**WHAT YOU WILL DO**.
Scan the entries below for the string "bool" and copy every line where it turns up.

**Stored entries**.
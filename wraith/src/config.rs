//! The runner's settings. These are read from a TOML file and then overridden by whatever was
//! passed on the command line.

use std::path::Path;

use serde::{Deserialize, Serialize};
use tracing::Level;

use crate::error::RunnerError;

/// Looked for in the working directory when no config path is given.
pub const DEFAULT_CONFIG_PATH: &str = "wraith.toml";

#[derive(Debug, Clone, PartialEq, Eq, Serialize, Deserialize)]
#[serde(default)]
pub struct Config {
    /// The most verbose level that gets logged.
    pub log_level: LogLevel,
    /// How many frames to run before giving up on a verdict.
    pub max_frames: u64,
    /// Whether to write battery-backed RAM out to the save file on exit.
    pub save_ram: bool,
    /// Print serial output as it arrives.
    pub serial_echo: bool,
    /// Stop as soon as the serial output reports "Passed" or "Failed".
    pub stop_on_verdict: bool,
}

impl Default for Config {
    fn default() -> Self {
        Self {
            log_level: LogLevel::Info,
            // Two minutes of emulated time
            max_frames: 7200,
            save_ram: true,
            serial_echo: true,
            stop_on_verdict: true,
        }
    }
}

impl Config {
    /// Reads the config at the given path. Without a path, the default file is used if it exists,
    /// and the default config otherwise.
    pub fn load(path: Option<&Path>) -> Result<Self, RunnerError> {
        let data = match path {
            Some(path) => std::fs::read_to_string(path)?,
            None => match std::fs::read_to_string(DEFAULT_CONFIG_PATH) {
                Ok(data) => data,
                Err(err) if err.kind() == std::io::ErrorKind::NotFound => return Ok(Self::default()),
                Err(err) => return Err(err.into()),
            },
        };
        Self::parse(&data)
    }

    pub fn parse(data: &str) -> Result<Self, RunnerError> {
        Ok(toml::from_str(data)?)
    }
}

#[derive(
    Debug, Clone, Copy, PartialEq, Eq, Hash, Serialize, Deserialize, clap::ValueEnum, derive_more::Display,
)]
#[serde(rename_all = "lowercase")]
pub enum LogLevel {
    #[display("error")]
    Error,
    #[display("warn")]
    Warn,
    #[display("info")]
    Info,
    #[display("debug")]
    Debug,
    #[display("trace")]
    Trace,
}

impl From<LogLevel> for Level {
    fn from(level: LogLevel) -> Self {
        match level {
            LogLevel::Error => Level::ERROR,
            LogLevel::Warn => Level::WARN,
            LogLevel::Info => Level::INFO,
            LogLevel::Debug => Level::DEBUG,
            LogLevel::Trace => Level::TRACE,
        }
    }
}

#[cfg(test)]
mod tests {
    use super::*;

    #[test]
    fn empty_file_is_default() {
        assert_eq!(Config::parse("").unwrap(), Config::default());
    }

    #[test]
    fn partial_file() {
        let config = Config::parse("log_level = \"trace\"\nmax_frames = 60\n").unwrap();
        assert_eq!(config.log_level, LogLevel::Trace);
        assert_eq!(config.max_frames, 60);
        assert!(config.save_ram);
        assert!(config.stop_on_verdict);
    }

    #[test]
    fn bad_level_is_an_error() {
        let err = Config::parse("log_level = \"loud\"").unwrap_err();
        assert!(matches!(err, RunnerError::Config(_)));
    }

    #[test]
    fn explicit_path() {
        let dir = tempfile::tempdir().unwrap();
        let path = dir.path().join("runner.toml");
        std::fs::write(&path, "serial_echo = false\nsave_ram = false\n").unwrap();
        let config = Config::load(Some(&path)).unwrap();
        assert!(!config.serial_echo);
        assert!(!config.save_ram);

        let missing = dir.path().join("missing.toml");
        assert!(matches!(Config::load(Some(&missing)), Err(RunnerError::Io(_))));
    }

    #[test]
    fn levels_map_onto_tracing() {
        assert_eq!(Level::from(LogLevel::Warn), Level::WARN);
        assert_eq!(LogLevel::Debug.to_string(), "debug");
    }
}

**RESPONSE TO THIS TASK**.
    pub save_ram: bool,
    pub serial_echo: bool,
    pub stop_on_verdict: bool,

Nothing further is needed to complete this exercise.